I write this as a new thread because I do not want to highjack Anitra’s thread about the way her bank has handled her instructions for paying her council tax.
As many of us do, I am moving over to online banking. Yesterday, I went to pay the bill from my Water Company. Can I do this online? Yes. And there is the catch – do it on line with their bank, using their bank’s own system – and to do that you have to start an Internet Account with their bank. Now their bank features regularly in the “Financial Advice” pages of several newspapers for getting things wrong, screwing things up, and generally messing people about. Am I going to give them any personal details? No Way!
It is only a half-yearly payment, so I took the time to go into town (to my own bank) and let them sort out the payment by direct transfer with my card plugged into their machine on the counter.
Now I do not have an account with most of the High Street banks, or with eBay or Paypal, so any of the attempted scam e-mails really stand out (and I get several of these every week), but I can see the need to be ever more careful as my own mobility gets worse and I have to use the online services more and more.
Think first – give the details second.
I am still resistant to online banking especially given the number of scam emails I get, though I do do phone banking. At least at the moment I know they have to be scams but if I got an online account would I be able to spot the scams from the genuine ones?
And, only this morning I got what purported to be a message from the bank that I have used for many years.

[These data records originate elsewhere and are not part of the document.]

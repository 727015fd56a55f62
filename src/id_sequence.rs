//! Monotonic id generator shared by delivery tags and provisional consumer
//! tags, mirroring the teacher's small `IdSequence<T>` helper.

use parking_lot::Mutex;
use std::sync::Arc;

pub trait SequenceId: Copy {
    fn zero() -> Self;
    fn next(self) -> Self;
}

impl SequenceId for u64 {
    fn zero() -> Self {
        0
    }

    fn next(self) -> Self {
        self.wrapping_add(1)
    }
}

#[derive(Debug)]
struct Inner<T> {
    current: T,
    reset_after_use: bool,
}

/// Cheaply clonable counter. `reset_after_use` mirrors the teacher's
/// constructor flag: channel ids reset to zero once consumed by a given
/// scope (unused here but kept for parity), delivery tags never do.
#[derive(Debug)]
pub struct IdSequence<T>(Arc<Mutex<Inner<T>>>);

impl<T: SequenceId> Clone for IdSequence<T> {
    fn clone(&self) -> Self {
        Self(self.0.clone())
    }
}

impl<T: SequenceId> IdSequence<T> {
    pub fn new(reset_after_use: bool) -> Self {
        Self(Arc::new(Mutex::new(Inner {
            current: T::zero(),
            reset_after_use,
        })))
    }

    /// Returns the next id in sequence. Delivery tags and consumer tags are
    /// both 1-based on the wire, so the first call returns `1`, not `0`.
    pub fn next(&self) -> T {
        let mut inner = self.0.lock();
        inner.current = inner.current.next();
        let id = inner.current;
        if inner.reset_after_use {
            inner.current = T::zero();
        }
        id
    }

    pub fn current(&self) -> T {
        self.0.lock().current
    }
}
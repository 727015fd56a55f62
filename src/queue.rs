//! Handle returned by `queue_declare`, caching the name the broker assigned
//! (relevant for server-generated queue names: an empty name on the
//! request, a generated one in the `queue.declare-ok` reply) along with the
//! depth/consumer counts reported at declare time.

use crate::types::{LongUInt, ShortString};

#[derive(Clone, Debug, PartialEq, Eq)]
pub struct Queue {
    name: ShortString,
    message_count: LongUInt,
    consumer_count: LongUInt,
}

impl Queue {
    pub(crate) fn new(name: ShortString, message_count: LongUInt, consumer_count: LongUInt) -> Self {
        Self {
            name,
            message_count,
            consumer_count,
        }
    }

    pub fn name(&self) -> &str {
        &self.name
    }

    pub fn message_count(&self) -> LongUInt {
        self.message_count
    }

    pub fn consumer_count(&self) -> LongUInt {
        self.consumer_count
    }
}
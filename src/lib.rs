//! Channel layer and wire-protocol engine for AMQP 0-9-1 brokers.
//!
//! This crate owns everything from the frame envelope up through a single
//! multiplexed [`channel::Channel`]: the codec, the class/method grammar in
//! [`frame::protocol`], the channel state machine, the RPC-over-frames
//! engine, publisher-confirms tracking and the inbound dispatcher that turns
//! `basic.deliver`/`basic.get-ok`/`basic.return` frame sequences into
//! [`message::Delivery`] values.
//!
//! What it does not own: the socket, TLS, the connection handshake,
//! heartbeating, reconnection, authentication and URI parsing. Those live in
//! whatever implements [`connection::ConnectionHandle`] and drives frames in
//! and out of a [`channel::Channel`].

pub mod acknowledgement;
pub mod channel;
pub mod channel_status;
pub mod connection;
pub mod consumer;
pub mod consumers;
mod error;
pub mod frame;
pub mod frames;
mod id_sequence;
pub mod message;
pub mod options;
pub mod publisher_confirm;
pub mod queue;
pub mod returned;
pub mod types;

pub use crate::error::{Error, ErrorSink, Result};
pub use crate::types::BasicProperties;

pub use channel::Channel;
pub use consumer::Consumer;
pub use message::{Delivery, DeliveryResult, GetMessage, ReturnedMessage};
pub use publisher_confirm::{Confirmation, PublisherConfirm};
pub use queue::Queue;

/// A promise settled with a [`Result`], the continuation primitive every RPC
/// and publisher confirm in this crate is built on (§4.2). Resolved from
/// wherever a frame answering that RPC arrives, awaited from wherever the
/// caller issued it.
pub(crate) type Promise<T> = pinky_swear::Promise<Result<T>>;
/// The settling half of a [`Promise`].
pub(crate) type PromiseResolver<T> = pinky_swear::PromiseResolver<Result<T>>;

Instant scam detector - it was addressed to my normal e-mail account, and this is not the account on my bank records. Such a simple precaution, but with a normal e-mail address that is all over the Internet, it pays to be safe.
I find that the antics of the scammers are really funny - and some of them are downright hilarious. But there is one nasty trick going around: Messages about my eBay account are always forwarded to eBay (same with PayPal) because I don’t have an account with either. Lately, the fake eBay messages are coming through with a virus inside, so you really do not want to click on them. My PC is set to show what the real address is that is hidden behind the obvious one - and the virus laden ones always point to a German address.
As they used to say on Hill Street Blues - “be careful out there”.
I may not be the best person to give advice on this, considering recent experience.
But, it should be perfectly possible to pay a utility company - ANY utility company - online, from your online banking. You certainly don’t have to sign up to the recipent’s service.
I’m sure they have their own reasons for wanting you to believe you do. I’m guessing it saves them money or something, if they can persuade you to instigate the payment from their end, instead of from your own bank. And they will get it faster!
But there’s no reason you can’t log onto your own bank, and tell it to make a payment to the water company, as long as you know your customer a/c number (at the water Co.). Basically, you could have done from your own computer what you went into the branch to do. Same principle. Still doesn’t need you to sign up for the water company’s lousy system.
You could also consider telephone banking, if you’re worried about ever not being able to make it to the branch. Personally, I detest phone banking, and never, ever use it - I hate the call centre, and having to go through the stupid security questions. I prefer to just type it all online. But my mum, who’s computer-phobic, seems to get on OK with the phone version.